Eran felices. Se querían. Ella lo quería, y él a ella. Todo era perfecto, y así fue durante mucho tiempo. Parecía que el amor nunca acabaría, se sentían afortunados. Pero un día, sin motivo alguno, se dejó de sentir así. Se miraban y no era lo mismo, los besos ya no significaban nada para él; se sentía culpable, pues sabía que ella aún le amaba. Él no la quería hacer daño, pero sabía que ella merecía ser feliz.
Ella estaba triste, no llegaba a entender como el amor se había acabado así, de repente, sin ninguna razón. Ella empezó a aislarse; no quería volver a sufrir, y para ello dejó de ser feliz. Sus amigas no sabían qué hacer, ella siempre había sido fuerte y ahora... era tan frágil.

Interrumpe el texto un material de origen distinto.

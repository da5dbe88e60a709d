use serde::Deserialize;

#[derive(Debug, Deserialize, Clone)]
pub struct AppConfig {
    #[serde(default = "default_port")]
    pub port: u16,
    #[serde(default = "default_db")]
    pub database_url: String,
    #[serde(default = "default_session_secret")]
    pub session_secret: String,
}

fn default_port() -> u16 {
    3000
}

fn default_db() -> String {
    "warbler.db".into()
}

fn default_session_secret() -> String {
    // At least 64 bytes so the cookie signing key can be derived from it.
    "development-session-secret-change-in-production-0123456789abcdef".into()
}

impl AppConfig {
    pub fn load() -> anyhow::Result<Self> {
        let config = config::Config::builder()
            .add_source(config::Environment::with_prefix("WARBLER").separator("__"))
            .build()?;
        Ok(config.try_deserialize().unwrap_or_else(|_| Self {
            port: default_port(),
            database_url: default_db(),
            session_secret: default_session_secret(),
        }))
    }
}
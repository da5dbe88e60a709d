mod tracing_layer;

pub use tracing_layer::*;
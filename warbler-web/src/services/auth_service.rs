use argon2::{
    password_hash::{rand_core::OsRng, PasswordHash, PasswordHasher, PasswordVerifier, SaltString},
    Argon2,
};

use warbler_shared::errors::AppError;

pub fn hash_password(password: &str) -> Result<String, AppError> {
    let salt = SaltString::generate(&mut OsRng);
    let argon2 = Argon2::default();
    argon2
        .hash_password(password.as_bytes(), &salt)
        .map(|hash| hash.to_string())
        .map_err(|e| AppError::internal(format!("password hashing failed: {e}")))
}

pub fn verify_password(password: &str, hash: &str) -> Result<bool, AppError> {
    let parsed_hash = PasswordHash::new(hash)
        .map_err(|e| AppError::internal(format!("invalid password hash: {e}")))?;
    Ok(Argon2::default()
        .verify_password(password.as_bytes(), &parsed_hash)
        .is_ok())
}

pub fn validate_password(password: &str) -> Result<(), AppError> {
    if password.chars().count() < 6 {
        return Err(AppError::Validation(
            "Password must be at least 6 characters".into(),
        ));
    }
    Ok(())
}
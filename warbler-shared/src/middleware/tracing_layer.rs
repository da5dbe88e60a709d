use tracing_subscriber::{layer::SubscriberExt, util::SubscriberInitExt, EnvFilter};

pub fn init_tracing(service_name: &str) {
    let env_filter = EnvFilter::try_from_default_env()
        .unwrap_or_else(|_| EnvFilter::new(format!("info,{service_name}=debug,tower_http=debug")));

    let is_production = std::env::var("WARBLER_ENV")
        .map(|v| v == "production")
        .unwrap_or(false);

    if is_production {
        let json_layer = tracing_subscriber::fmt::layer()
            .json()
            .with_target(true)
            .with_thread_ids(true);

        tracing_subscriber::registry()
            .with(env_filter)
            .with(json_layer)
            .init();
    } else {
        let fmt_layer = tracing_subscriber::fmt::layer()
            .with_target(true)
            .with_file(true)
            .with_line_number(true);

        tracing_subscriber::registry()
            .with(env_filter)
            .with(fmt_layer)
            .init();
    }

    tracing::info!(service = service_name, "tracing initialized");
}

Un día decidió salir de su burbuja, decidió ser fuerte como siempre había sido, pero se hizo una promesa: no volver a confiar en el amor. Sin embargo, cuando le vio, no lo pudo evitar. Había pasado tanto tiempo... él parecía más alto, más guapo, sus ojos eran más claros y su voz era distinta; pero su mirada era la misma y su sonrisa era tal y como la recordaba. Entonces se fijo más, el sonreía y miraba... pero a otra chica. Ella se sentía mal, traicionada...pero ¿traicionada por qué? Él ya no era su novio... Le volvió a mirar y lo comprendió: el amor no se acaba sin motivo, se acaba para que otro pueda empezar. Tal vez sea mejor, tal vez sea peor, pero sera otro al fin y al cabo.